Description of the task => Only the lines that hold "elapsed" should be in the answer, each copied from the data below.

Excerpted data =>
□ □ □ □

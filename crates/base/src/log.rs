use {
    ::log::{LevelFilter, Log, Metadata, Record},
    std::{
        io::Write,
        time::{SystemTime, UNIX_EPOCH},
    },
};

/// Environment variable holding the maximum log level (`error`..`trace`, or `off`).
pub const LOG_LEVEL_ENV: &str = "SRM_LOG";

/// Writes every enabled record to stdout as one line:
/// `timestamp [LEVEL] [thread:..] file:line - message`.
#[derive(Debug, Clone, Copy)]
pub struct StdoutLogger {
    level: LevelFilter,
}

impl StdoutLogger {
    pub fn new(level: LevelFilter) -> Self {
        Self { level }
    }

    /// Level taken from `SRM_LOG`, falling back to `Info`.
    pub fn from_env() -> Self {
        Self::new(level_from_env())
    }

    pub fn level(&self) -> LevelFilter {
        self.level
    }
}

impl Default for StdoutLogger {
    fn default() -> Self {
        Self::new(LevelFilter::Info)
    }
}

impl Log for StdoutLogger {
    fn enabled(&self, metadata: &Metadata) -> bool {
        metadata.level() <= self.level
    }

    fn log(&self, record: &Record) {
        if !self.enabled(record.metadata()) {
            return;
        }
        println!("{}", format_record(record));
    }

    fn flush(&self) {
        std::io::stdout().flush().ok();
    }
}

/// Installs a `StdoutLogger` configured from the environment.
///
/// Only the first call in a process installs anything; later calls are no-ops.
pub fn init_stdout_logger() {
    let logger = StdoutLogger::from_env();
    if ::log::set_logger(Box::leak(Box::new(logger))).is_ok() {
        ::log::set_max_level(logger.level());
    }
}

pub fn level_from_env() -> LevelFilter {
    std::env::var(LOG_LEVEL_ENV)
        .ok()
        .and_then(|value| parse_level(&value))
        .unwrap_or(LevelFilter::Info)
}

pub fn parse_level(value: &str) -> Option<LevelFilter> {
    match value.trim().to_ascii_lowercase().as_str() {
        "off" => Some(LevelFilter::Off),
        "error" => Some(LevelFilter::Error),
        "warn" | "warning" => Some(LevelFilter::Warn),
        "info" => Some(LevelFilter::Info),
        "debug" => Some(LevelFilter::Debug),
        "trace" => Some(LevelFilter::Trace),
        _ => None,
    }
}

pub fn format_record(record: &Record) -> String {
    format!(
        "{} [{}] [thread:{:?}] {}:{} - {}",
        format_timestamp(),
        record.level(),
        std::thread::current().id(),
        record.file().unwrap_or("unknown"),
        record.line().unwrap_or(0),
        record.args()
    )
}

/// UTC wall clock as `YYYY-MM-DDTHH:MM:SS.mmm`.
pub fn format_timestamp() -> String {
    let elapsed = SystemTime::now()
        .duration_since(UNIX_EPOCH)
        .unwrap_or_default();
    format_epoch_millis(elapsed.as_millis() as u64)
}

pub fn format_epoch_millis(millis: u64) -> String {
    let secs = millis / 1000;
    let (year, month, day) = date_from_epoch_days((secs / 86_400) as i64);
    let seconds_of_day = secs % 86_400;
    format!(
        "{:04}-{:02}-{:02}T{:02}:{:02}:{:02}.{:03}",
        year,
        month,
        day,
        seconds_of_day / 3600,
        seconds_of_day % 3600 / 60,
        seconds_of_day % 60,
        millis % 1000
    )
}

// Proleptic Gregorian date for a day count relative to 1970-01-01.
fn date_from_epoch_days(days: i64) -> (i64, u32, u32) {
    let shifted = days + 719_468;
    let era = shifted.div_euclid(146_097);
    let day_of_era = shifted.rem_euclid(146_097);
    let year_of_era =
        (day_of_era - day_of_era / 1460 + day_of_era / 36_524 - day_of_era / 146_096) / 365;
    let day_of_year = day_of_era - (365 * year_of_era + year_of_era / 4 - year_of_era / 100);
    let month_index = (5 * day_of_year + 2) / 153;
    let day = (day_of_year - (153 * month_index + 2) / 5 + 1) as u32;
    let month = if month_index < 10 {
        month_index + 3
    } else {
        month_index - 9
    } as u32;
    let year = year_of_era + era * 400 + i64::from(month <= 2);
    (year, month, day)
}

□ □ □ □

Result of the task =>
    let elapsed = SystemTime::now()
    format_epoch_millis(elapsed.as_millis() as u64)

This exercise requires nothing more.